Duque habló de que tenemos una ventaja muy importante en el caso de las TIC y es que el conocimiento de las TIC no viene como el conocimiento en el pasado que era acumulativo sino que “hoy podemos dar saltos y colocarnos al nivel del estado del arte en el mundo en muy poco tiempo si orientamos los recursos adecuadamente”. Su punto era para explicar que esa diferencia fácilmente perceptible con otras ciudades y otros ecosistemas  “la podemos superar si existe la voluntad, en este caso tenemos la voluntad política, la de la academia y la de los empresarios y teniendo materia prima”.

Con ‘materia prima’, Duque se refiere a esos emprendimientos que comienzan a nutrir el ecosistema de la ciudad: “Cuando veo las 40 empresas que pasaron por este proceso y las analizo desde la fecha en que las entrevistamos hace cuatro meses y vemos cuánto han avanzado en 120 días quedo sorprendido y maravillado”. Y concluyó con que hay un esfuerzo que sí se puede hacer y aunque se esté en una etapa incipiente el tema de las TIC da la posibilidad de ponerse a tono muy rápidamente.

Frente a la comparación de Bogotá como ecosistema de innovación y emprendimiento con otras ciudades alrededor del mundo, el representante de Colciencias en el panel destacó el proceso de los 40 emprendimientos como “un ejemplo clarísimo para demostrar que sí se pueden generar ingresos en este tipo de negocios y eso va a llevar a fortalecer el ecosistema”.

De la Cuesta le puso otro tinte a la discusión: “Ahora, es cierto que el ecosistema es un poco débil pero se está trabajando en él y es que crearlo no es tan fácil como uno cree”. ¿Cuántos ecosistemas realmente son tan fuertes en emprendimiento? Se pregunta. “Siempre estamos hablando de un Silicon Valley y en muchos lugares del mundo han tratado de replicarlo sin haberlo logrado, pero en estos espacios y desde Colciencias estamos viendo que hay proyectos supremamente interesantes que pueden llegar a cambiar ese concepto que tenemos que lo único que podemos hacer es trabajar en materias primas, en la primera parte de la economía. Por donde vamos, vamos bien”.

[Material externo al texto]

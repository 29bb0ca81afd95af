//! Proxy route prefixes.
//!
//! A proxy route binds every request the gateway sees to one collection and
//! one mode. It is written as a path prefix:
//!
//! ```text
//! /<coll>/bn_/          replay from <coll>, banner-only modifier
//! /<coll>/record/bn_/   record into <coll>, banner-only modifier
//! ```

use serde::{Deserialize, Serialize};

use crate::error::{ConfigError, Result};

/// Modifier used when a route does not name one.
pub const DEFAULT_MODIFIER: &str = "bn_";

const RECORD_SEGMENT: &str = "record";

/// A parsed proxy route.
#[derive(Debug, Clone, PartialEq, Eq, Serialize, Deserialize)]
pub struct RouteSpec {
    /// Collection the route reads from or records into.
    pub collection: String,
    /// Whether the route records live traffic.
    pub record: bool,
    /// Replay modifier (`bn_`, `id_`, ...).
    pub modifier: String,
}

impl RouteSpec {
    /// Creates a replay route for a collection.
    pub fn replay(collection: impl Into<String>) -> Self {
        Self {
            collection: collection.into(),
            record: false,
            modifier: DEFAULT_MODIFIER.to_string(),
        }
    }

    /// Creates a record route for a collection.
    pub fn recording(collection: impl Into<String>) -> Self {
        Self {
            record: true,
            ..Self::replay(collection)
        }
    }

    /// Parses a route prefix such as `/test/record/bn_/`.
    pub fn parse_prefix(prefix: &str) -> Result<Self> {
        let segments: Vec<&str> = prefix.split('/').filter(|s| !s.is_empty()).collect();

        let (collection, rest) = segments
            .split_first()
            .ok_or_else(|| ConfigError::InvalidPrefix(prefix.to_string()))?;
        validate_collection_name(collection)?;

        let (record, rest) = match rest.split_first() {
            Some((&RECORD_SEGMENT, tail)) => (true, tail),
            _ => (false, rest),
        };

        let modifier = match rest {
            [] => DEFAULT_MODIFIER.to_string(),
            [modifier] if is_modifier(modifier) => modifier.to_string(),
            _ => return Err(ConfigError::InvalidPrefix(prefix.to_string())),
        };

        Ok(Self {
            collection: collection.to_string(),
            record,
            modifier,
        })
    }

    /// Renders the route back into prefix form.
    pub fn prefix(&self) -> String {
        if self.record {
            format!("/{}/{}/{}/", self.collection, RECORD_SEGMENT, self.modifier)
        } else {
            format!("/{}/{}/", self.collection, self.modifier)
        }
    }
}

impl std::fmt::Display for RouteSpec {
    fn fmt(&self, f: &mut std::fmt::Formatter<'_>) -> std::fmt::Result {
        write!(f, "{}", self.prefix())
    }
}

/// Checks that a collection name is non-empty and filesystem safe.
pub fn validate_collection_name(name: &str) -> Result<()> {
    let valid = !name.is_empty()
        && name != RECORD_SEGMENT
        && name
            .bytes()
            .all(|b| b.is_ascii_alphanumeric() || b == b'-' || b == b'_');

    if valid {
        Ok(())
    } else {
        Err(ConfigError::InvalidCollection(name.to_string()))
    }
}

fn is_modifier(segment: &str) -> bool {
    segment.len() > 1
        && segment.ends_with('_')
        && segment[..segment.len() - 1]
            .bytes()
            .all(|b| b.is_ascii_lowercase())
}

¿Qué tanto se innova en Bogotá?

Fue otra de las preguntas que generó gran debate: Agustín Vélez, por ejemplo, respondió que “en general yo me atrevería a pensar que la innovación es muy poca, por ejemplo, Colombia y México son de los países más atrasados en este campo como consecuencia del entorno”.

Pero Daniel de la Cuesta, rápidamente cambió el rumbo de la discusión poniendo sobre la mesa un aspecto relevante al hablar de innovación: “Lo primero que tenemos que hacer es definir la innovación porque la innovación es una cosa muy amplia”. Y dio en el clavo. Habló de la innovación en el sentido de  si “cada vez que nos abrimos hacia los mercados y logramos sobrevivir significa que estamos haciendo algo que está cambiando nuestro día a día”.  Pero si se ve desde el punto de vista como algo nuevo que crea valor “definitivamente Bogotá y Colombia como tal, podría llegar a ser una ciudad innovadora, tal vez no la más innovadora –la más innovadora es Medellín, ¿no?- pero creería que sí, todo dependerá de la definición que le demos a la innovación”.

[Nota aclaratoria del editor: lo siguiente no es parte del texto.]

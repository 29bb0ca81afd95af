//! Response bodies produced by the router.

use std::pin::Pin;
use std::task::{Context, Poll};

use bytes::Bytes;
use hyper::body::{Body, Frame, SizeHint};
use tokio::sync::mpsc;

use crate::error::ProxyError;

/// Body of a routed response.
///
/// Replayed pages and rewritten HTML are complete in memory. Other recorded
/// responses arrive over a channel while the origin is still sending them.
#[derive(Debug)]
pub enum ResponseBody {
    /// Complete body; taken on the first poll.
    Full(Option<Bytes>),
    /// Chunks forwarded as they arrive. An `Err` item ends the body early.
    Channel(mpsc::Receiver<Result<Bytes, ProxyError>>),
}

impl ResponseBody {
    /// Creates a streaming body and the sender that feeds it.
    ///
    /// The body ends when every sender is dropped.
    pub fn channel(depth: usize) -> (mpsc::Sender<Result<Bytes, ProxyError>>, Self) {
        let (tx, rx) = mpsc::channel(depth);
        (tx, Self::Channel(rx))
    }

    /// Whether the whole body is already in memory.
    pub fn is_full(&self) -> bool {
        matches!(self, Self::Full(_))
    }
}

impl From<Bytes> for ResponseBody {
    fn from(bytes: Bytes) -> Self {
        Self::Full(Some(bytes))
    }
}

impl Body for ResponseBody {
    type Data = Bytes;
    type Error = ProxyError;

    fn poll_frame(
        self: Pin<&mut Self>,
        cx: &mut Context<'_>,
    ) -> Poll<Option<Result<Frame<Bytes>, ProxyError>>> {
        match self.get_mut() {
            Self::Full(bytes) => Poll::Ready(
                bytes
                    .take()
                    .filter(|b| !b.is_empty())
                    .map(|b| Ok(Frame::data(b))),
            ),
            Self::Channel(rx) => rx
                .poll_recv(cx)
                .map(|item| item.map(|chunk| chunk.map(Frame::data))),
        }
    }

    fn is_end_stream(&self) -> bool {
        match self {
            Self::Full(bytes) => bytes.as_ref().is_none_or(Bytes::is_empty),
            Self::Channel(_) => false,
        }
    }

    fn size_hint(&self) -> SizeHint {
        match self {
            Self::Full(bytes) => {
                SizeHint::with_exact(bytes.as_ref().map_or(0, |b| b.len() as u64))
            }
            Self::Channel(_) => SizeHint::default(),
        }
    }
}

Víctor Duque le metió la teoría al asunto. Habló de cómo los teóricos de la innovación la dividen en dos categorías: evolutiva y disruptiva. “Cuando hablamos de una evolución disruptiva hablamos de un salto cuantitativo hacia adelante. Pero la innovación en general, en su gran mayoría, es apenas evolutiva. Lo importante es crear una cultura donde día a día haya campo a esas pequeñas innovaciones que van a dar campo a que hayan innovaciones disruptivas”.

Duque habló de proyectos que se han adelantado en la ciudad como los de Bogotá Innova, donde hay personas que no han tenido una formación especial pero que pasan por un proceso de inducción y empiezan a abrir los ojos, empiezan a ver toda la transformación que le pueden dar a sus pequeñas empresas, “es un asunto más de cultura”, remata. Enfatizó en que la innovación hace parte de un proceso y “si nosotros somos capaces de desarrollar la cultura que le de campo a las pequeñas y medianas empresas es posible que Bogotá llegue a tener una industria de innovación disruptiva en un periodo relativamente corto”.